Berlin avait jusqu’à mi – 2018 pour modifier le 13e amendement d´août 2011 dans le sens du jugement de la cour constitutionnelle.  Mais la Cour ne remet pas en question la sortie du nucléaire d’ici 2022. Il n’y a donc pas d’ « expropriation illégale » comme invoquée par les exploitants.

Pour la mise en œuvre du jugement, le législateur a adopté le 16e amendement à la loi Atomique en juillet 2018  (BMU 2018), (Allemagne-Energies 2018b).

En novembre 2020, la Cour Constitutionnelle allemande de Karlsruhe a publié son jugement de fin septembre 2020 (Allemagne-Energies 2020) selon lequel le 16e amendement de juillet 2018 est inapplicable et entaché d’irrégularités formelles.

Selon la Cour Constitutionnelle, le 16e amendement n’est jamais entré en vigueur car une condition préalable n´a pas été remplie, à savoir la procédure de contrôle des aides d´État de la Commission européenne ne s’est pas déroulée correctement.

De plus le mécanisme de compensation des électriciens a été jugé insuffisant. Le groupe suédois Vattenfall s’estimait en effet lésé par ce mécanisme de compensation et avait porté l’affaire en justice.

La haute juridiction de Karlsruhe a jugé anticonstitutionnel de lier une demande d’indemnisation à la condition préalable que les exploitants doivent d’abord faire tous les efforts nécessaires pour vendre la quantité d’électricité résiduelle à d’autres exploitants de centrales nucléaires, avant d’avoir droit à une compensation. Au moment de l’action, les électriciens concernés ne peuvent pas savoir quelles conditions de transfert ils doivent accepter, et les modalités d’indemnisation actuelles leur imposent soit d’accepter des conditions de vente de leur quota résiduel potentiellement inacceptables, soit de prendre le risque de se retrouver sans indemnisation de l´État. Ainsi, le 16e amendement ne prévoyait pas de modalités d’indemnisation adéquate au sens du jugement de la Cour Constitutionnelle fédérale de décembre 2016.

Par conséquent, la Cour Constitutionnelle demande au législateur de modifier la loi Atomique dans les plus brefs délais afin d’éliminer les entorses aux droits fondamentaux déjà identifiées lors du jugement du 6 décembre 2016 au sujet du 13e amendement de 2011.

Selon les premières estimations, le montant des indemnités financières serait inférieur à un milliard d´Euros pour RWE et Vattenfall. Les montants définitifs d’indemnisation doivent être calculés après 2022, lorsque tous les réacteurs auront été mis à l’arrêt car les quotas non consommés ne seront connus qu´à ce moment-là.

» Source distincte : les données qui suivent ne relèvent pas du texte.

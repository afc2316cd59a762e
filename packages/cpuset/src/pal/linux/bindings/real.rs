use std::fmt::Debug;
use std::io;

use libc::{c_ulong, cpu_set_t};

use crate::pal::Bindings;

/// FFI bindings that target the real operating system that the build is targeting.
///
/// You would only use different bindings in unit tests that need to use mock bindings.
/// Even then, whenever possible, unit tests should use real bindings for maximum realism.
#[derive(Debug, Default)]
pub(crate) struct BuildTargetBindings;

// Real OS bindings are excluded from coverage measurement because error paths require
// OS-level failures that are impractical to trigger in tests.
#[cfg_attr(coverage_nightly, coverage(off))]
impl Bindings for BuildTargetBindings {
    fn sched_getaffinity_current(&self, mask: &mut [c_ulong]) -> Result<(), io::Error> {
        // 0 means current thread.
        // SAFETY: The pointer is valid for writes of exactly the size we pass in. The kernel
        // treats the buffer as an array of unsigned longs, which is what we hand it.
        let result = unsafe {
            libc::sched_getaffinity(
                0,
                size_of_val(mask),
                mask.as_mut_ptr().cast::<cpu_set_t>(),
            )
        };

        if result == 0 {
            Ok(())
        } else {
            Err(io::Error::last_os_error())
        }
    }
}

E.ON est dans un cas différent, disposant de la possibilité de consommer son quota dans ses centrales nucléaires encore en service.

Recours contre la taxe sur le combustible nucléaire

RWE, E.ON et EnBW  ont également porté plainte contre la taxe sur le combustible nucléaire. La taxe sur le combustible nucléaire fut décidée en 2010 avec la prolongation de fonctionnement du nucléaire en Allemagne. Elle a ensuite été maintenue par l’Etat malgré la décision de 2011 de la sortie accélérée du nucléaire.

La Cour Constitutionnelle allemande a jugé début juin 2017 que la taxation du combustible nucléaire était illégale (Lauer 2017). Les exploitants nucléaires E.ON, RWE et EnBW ont reçu un remboursement de 7 milliards d’Euros intérêts inclus.

Stockage des assemblages combustibles irradiés sur les sites des centrales nucléaires en attendant la mise à disposition d´un stockage final

En attendant la mise à disposition d´un site de stockage définitif, les assemblages irradiés évacués des centrales nucléaires sont stockés à sec dans des conteneurs CASTOR dans des halls de stockage (voir figure 5) construits sur chaque site conformément à l´amendement de 2002 de la loi Atomique 2002 (voir plus haut).

Fig 5 Hall Castor
Fig. 5 : Hall de stockage pour conteneurs CASTOR

Rapatriement des déchets de retraitement des usines de La Hague (France) et Sellafield (Royaume-Uni)

Jusqu`en 2005 les exploitants nucléaires ont fait retraiter leurs assemblages irradiés en France et au Royaume -Uni. Depuis mi-2005 le transport du combustible irradié vers les centres de retraitement à l´étranger est interdit selon la loi Atomique 2002 (voir plus haut).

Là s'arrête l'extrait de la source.